The problem: The lines to find are those in the entries that hold the word "Deserialize"; copy every one of them.

[Stored data entries]

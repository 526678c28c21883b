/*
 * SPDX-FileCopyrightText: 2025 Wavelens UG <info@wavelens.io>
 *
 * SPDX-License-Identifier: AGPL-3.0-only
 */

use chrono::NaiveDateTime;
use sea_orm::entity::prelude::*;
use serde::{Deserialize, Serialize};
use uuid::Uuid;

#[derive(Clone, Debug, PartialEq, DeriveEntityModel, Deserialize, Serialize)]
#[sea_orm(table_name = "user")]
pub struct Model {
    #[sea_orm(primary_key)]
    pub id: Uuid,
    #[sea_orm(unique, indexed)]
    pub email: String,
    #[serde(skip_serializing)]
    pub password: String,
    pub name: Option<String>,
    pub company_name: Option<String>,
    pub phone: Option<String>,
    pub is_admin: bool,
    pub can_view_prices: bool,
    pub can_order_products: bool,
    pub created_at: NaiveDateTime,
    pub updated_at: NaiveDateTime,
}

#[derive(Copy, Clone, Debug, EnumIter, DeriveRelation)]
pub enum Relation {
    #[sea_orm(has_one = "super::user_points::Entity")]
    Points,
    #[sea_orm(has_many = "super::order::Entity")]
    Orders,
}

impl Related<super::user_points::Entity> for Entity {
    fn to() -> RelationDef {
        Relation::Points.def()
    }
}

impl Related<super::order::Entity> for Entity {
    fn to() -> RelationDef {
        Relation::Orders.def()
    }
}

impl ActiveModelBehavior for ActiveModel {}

* * *

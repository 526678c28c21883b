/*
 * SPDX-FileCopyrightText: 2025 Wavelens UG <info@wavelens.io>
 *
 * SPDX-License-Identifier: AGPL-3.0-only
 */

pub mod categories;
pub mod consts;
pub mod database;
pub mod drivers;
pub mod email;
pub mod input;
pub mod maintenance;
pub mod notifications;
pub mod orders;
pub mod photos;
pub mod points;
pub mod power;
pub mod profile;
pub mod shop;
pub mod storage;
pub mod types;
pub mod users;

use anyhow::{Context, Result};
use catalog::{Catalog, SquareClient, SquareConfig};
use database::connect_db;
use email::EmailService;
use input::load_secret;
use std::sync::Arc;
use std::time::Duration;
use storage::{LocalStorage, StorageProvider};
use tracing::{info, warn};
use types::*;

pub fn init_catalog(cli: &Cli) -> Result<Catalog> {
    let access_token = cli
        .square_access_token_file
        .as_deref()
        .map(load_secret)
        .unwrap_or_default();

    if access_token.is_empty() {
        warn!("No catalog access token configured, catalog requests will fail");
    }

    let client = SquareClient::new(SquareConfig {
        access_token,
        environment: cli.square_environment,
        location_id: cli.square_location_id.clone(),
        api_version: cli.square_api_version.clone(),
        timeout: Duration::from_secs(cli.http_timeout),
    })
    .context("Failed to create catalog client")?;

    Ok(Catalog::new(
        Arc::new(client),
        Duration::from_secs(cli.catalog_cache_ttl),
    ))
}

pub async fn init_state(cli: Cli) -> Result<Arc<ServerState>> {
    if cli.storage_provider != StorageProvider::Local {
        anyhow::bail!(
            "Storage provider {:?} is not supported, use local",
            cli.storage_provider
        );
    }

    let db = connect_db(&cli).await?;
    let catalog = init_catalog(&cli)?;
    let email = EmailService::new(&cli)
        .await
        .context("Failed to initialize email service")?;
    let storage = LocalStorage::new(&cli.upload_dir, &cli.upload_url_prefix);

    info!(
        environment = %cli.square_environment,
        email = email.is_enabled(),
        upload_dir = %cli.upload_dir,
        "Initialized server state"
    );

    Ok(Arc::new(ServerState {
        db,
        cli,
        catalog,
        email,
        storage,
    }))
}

Answer to this problem:
use serde::{Deserialize, Serialize};
#[derive(Clone, Debug, PartialEq, DeriveEntityModel, Deserialize, Serialize)]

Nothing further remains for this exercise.